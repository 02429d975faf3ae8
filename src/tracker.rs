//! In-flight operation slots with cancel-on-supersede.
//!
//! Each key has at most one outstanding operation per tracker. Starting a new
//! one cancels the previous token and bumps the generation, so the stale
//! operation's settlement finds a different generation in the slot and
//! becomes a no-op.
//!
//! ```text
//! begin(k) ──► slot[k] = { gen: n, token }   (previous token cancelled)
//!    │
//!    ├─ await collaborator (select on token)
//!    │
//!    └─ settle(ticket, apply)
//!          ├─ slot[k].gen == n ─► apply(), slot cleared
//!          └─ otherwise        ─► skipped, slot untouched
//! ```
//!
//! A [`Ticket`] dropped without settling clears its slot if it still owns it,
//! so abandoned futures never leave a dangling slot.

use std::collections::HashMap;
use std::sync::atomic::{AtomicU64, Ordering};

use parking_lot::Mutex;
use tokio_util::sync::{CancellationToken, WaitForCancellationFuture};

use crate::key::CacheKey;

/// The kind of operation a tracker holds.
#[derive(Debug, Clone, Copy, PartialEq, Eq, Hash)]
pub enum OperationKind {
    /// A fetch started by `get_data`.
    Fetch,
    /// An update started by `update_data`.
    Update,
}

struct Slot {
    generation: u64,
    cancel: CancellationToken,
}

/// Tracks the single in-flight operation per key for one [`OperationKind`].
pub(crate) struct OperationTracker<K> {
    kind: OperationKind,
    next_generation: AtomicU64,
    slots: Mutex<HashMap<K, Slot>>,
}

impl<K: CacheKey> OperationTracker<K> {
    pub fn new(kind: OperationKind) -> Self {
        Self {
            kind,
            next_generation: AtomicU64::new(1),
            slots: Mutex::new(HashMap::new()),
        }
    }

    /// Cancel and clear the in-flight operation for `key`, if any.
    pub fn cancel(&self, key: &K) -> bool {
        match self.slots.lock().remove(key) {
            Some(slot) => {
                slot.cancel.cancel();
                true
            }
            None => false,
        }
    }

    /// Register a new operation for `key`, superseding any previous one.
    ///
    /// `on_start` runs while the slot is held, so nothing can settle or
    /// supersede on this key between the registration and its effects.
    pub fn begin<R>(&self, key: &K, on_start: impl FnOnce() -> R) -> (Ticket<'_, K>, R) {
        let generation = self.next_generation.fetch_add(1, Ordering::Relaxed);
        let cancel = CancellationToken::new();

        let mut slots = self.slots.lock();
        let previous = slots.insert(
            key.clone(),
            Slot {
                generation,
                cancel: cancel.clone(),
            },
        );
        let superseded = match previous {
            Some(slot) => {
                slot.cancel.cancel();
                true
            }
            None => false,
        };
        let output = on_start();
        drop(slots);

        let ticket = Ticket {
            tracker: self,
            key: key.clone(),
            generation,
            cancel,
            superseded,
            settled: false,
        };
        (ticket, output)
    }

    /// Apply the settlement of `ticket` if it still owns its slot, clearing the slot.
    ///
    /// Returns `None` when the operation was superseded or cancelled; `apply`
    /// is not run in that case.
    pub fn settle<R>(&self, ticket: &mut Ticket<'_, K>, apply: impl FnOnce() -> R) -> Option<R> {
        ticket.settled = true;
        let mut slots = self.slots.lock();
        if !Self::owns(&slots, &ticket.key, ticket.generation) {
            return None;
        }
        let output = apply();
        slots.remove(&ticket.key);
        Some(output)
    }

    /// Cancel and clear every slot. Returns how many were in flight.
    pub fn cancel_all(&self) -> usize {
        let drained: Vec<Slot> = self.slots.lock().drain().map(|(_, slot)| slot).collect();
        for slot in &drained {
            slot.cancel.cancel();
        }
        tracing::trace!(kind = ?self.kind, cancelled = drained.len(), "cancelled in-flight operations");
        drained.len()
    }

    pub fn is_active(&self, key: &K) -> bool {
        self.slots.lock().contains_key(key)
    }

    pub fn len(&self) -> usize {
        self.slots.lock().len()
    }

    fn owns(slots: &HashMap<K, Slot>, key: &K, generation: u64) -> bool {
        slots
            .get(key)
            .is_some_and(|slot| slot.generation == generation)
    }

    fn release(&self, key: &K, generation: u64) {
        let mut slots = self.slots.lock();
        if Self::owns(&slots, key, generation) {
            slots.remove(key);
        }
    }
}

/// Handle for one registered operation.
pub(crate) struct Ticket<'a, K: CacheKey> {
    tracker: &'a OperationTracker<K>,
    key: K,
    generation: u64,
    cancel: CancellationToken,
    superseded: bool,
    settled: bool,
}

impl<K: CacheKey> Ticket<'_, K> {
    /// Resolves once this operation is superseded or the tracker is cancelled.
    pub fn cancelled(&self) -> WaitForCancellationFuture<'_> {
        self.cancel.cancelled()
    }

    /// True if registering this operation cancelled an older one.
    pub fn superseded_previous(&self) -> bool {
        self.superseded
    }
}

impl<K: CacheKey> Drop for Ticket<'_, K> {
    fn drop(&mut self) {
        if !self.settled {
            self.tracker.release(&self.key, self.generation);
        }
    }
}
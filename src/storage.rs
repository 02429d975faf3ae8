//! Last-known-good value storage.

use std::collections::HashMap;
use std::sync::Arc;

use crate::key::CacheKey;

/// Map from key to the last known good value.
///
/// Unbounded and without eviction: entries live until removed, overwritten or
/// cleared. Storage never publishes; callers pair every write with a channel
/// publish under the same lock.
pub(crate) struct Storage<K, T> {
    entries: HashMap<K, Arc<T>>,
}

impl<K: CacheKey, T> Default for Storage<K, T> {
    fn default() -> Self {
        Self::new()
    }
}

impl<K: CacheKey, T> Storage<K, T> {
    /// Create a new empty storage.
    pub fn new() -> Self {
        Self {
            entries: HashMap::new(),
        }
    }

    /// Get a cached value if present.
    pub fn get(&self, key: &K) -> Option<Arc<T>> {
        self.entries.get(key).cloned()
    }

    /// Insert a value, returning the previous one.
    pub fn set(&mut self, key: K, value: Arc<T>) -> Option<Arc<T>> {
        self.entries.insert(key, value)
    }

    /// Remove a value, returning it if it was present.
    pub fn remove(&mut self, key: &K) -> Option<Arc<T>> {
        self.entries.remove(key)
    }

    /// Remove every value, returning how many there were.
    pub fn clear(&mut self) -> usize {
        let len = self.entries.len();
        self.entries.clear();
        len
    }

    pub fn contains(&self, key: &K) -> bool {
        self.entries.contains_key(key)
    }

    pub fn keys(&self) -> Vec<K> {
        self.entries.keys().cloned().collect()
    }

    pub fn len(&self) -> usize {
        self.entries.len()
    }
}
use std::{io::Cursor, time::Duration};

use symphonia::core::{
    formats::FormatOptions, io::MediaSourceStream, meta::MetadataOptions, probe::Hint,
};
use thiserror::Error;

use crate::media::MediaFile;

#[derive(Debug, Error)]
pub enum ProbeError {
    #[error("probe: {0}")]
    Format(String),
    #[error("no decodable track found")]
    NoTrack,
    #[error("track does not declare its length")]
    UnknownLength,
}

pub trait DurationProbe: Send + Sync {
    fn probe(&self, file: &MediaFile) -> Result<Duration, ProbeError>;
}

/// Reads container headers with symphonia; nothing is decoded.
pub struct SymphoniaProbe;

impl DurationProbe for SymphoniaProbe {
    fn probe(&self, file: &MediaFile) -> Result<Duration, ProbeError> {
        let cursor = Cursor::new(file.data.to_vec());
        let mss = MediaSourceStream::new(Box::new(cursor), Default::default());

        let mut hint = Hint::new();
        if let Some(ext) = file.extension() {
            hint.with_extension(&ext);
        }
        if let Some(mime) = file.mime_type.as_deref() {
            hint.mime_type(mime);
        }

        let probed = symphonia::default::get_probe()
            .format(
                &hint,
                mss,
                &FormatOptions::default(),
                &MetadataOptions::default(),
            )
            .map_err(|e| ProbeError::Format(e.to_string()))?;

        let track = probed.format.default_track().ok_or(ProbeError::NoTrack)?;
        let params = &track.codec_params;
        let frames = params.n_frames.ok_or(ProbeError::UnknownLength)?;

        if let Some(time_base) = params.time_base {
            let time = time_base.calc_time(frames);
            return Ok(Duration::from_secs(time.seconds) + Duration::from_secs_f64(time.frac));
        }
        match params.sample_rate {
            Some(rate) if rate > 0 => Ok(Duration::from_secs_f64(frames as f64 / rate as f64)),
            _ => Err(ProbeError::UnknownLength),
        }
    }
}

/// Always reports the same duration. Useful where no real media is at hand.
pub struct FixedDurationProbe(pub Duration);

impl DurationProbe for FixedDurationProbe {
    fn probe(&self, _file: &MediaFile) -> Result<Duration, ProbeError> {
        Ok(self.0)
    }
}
==
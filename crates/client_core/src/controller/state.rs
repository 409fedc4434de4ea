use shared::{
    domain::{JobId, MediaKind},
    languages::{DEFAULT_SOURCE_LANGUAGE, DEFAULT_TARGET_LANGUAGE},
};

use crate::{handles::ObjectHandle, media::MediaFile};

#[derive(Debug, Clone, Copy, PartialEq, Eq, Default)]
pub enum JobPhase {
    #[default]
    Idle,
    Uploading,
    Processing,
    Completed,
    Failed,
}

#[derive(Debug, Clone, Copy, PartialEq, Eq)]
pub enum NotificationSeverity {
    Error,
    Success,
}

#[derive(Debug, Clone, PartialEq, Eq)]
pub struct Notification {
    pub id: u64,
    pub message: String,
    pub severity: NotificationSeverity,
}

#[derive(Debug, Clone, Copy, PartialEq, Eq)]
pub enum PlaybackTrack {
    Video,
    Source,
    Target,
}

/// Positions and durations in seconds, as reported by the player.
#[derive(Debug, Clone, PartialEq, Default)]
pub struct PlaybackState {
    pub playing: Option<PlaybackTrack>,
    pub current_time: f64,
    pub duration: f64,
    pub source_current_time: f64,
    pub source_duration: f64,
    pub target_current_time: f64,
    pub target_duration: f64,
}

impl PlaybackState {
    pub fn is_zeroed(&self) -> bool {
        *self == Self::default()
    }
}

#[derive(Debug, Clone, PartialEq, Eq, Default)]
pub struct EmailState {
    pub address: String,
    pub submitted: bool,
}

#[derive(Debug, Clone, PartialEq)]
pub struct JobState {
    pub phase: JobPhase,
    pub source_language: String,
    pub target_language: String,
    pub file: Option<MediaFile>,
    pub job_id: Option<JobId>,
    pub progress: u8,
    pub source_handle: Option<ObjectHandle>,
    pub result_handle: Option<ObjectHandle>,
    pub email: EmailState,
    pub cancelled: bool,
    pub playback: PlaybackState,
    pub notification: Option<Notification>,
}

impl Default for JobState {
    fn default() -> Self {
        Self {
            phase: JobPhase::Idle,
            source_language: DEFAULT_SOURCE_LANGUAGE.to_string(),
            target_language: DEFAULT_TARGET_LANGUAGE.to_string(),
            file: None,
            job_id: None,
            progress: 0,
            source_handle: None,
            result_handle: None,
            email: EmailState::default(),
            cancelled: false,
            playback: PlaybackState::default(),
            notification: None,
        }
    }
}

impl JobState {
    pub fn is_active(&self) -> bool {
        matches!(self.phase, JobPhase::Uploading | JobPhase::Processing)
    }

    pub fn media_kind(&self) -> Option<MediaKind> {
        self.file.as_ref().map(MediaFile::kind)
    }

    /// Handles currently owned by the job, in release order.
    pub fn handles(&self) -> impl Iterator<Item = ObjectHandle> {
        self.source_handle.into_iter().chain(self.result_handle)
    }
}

**Required work**
Could you report all lines of the listing that hold "Ordering"?

**Exercise response**
use std::sync::atomic::{AtomicU64, Ordering};
        let generation = self.next_generation.fetch_add(1, Ordering::Relaxed);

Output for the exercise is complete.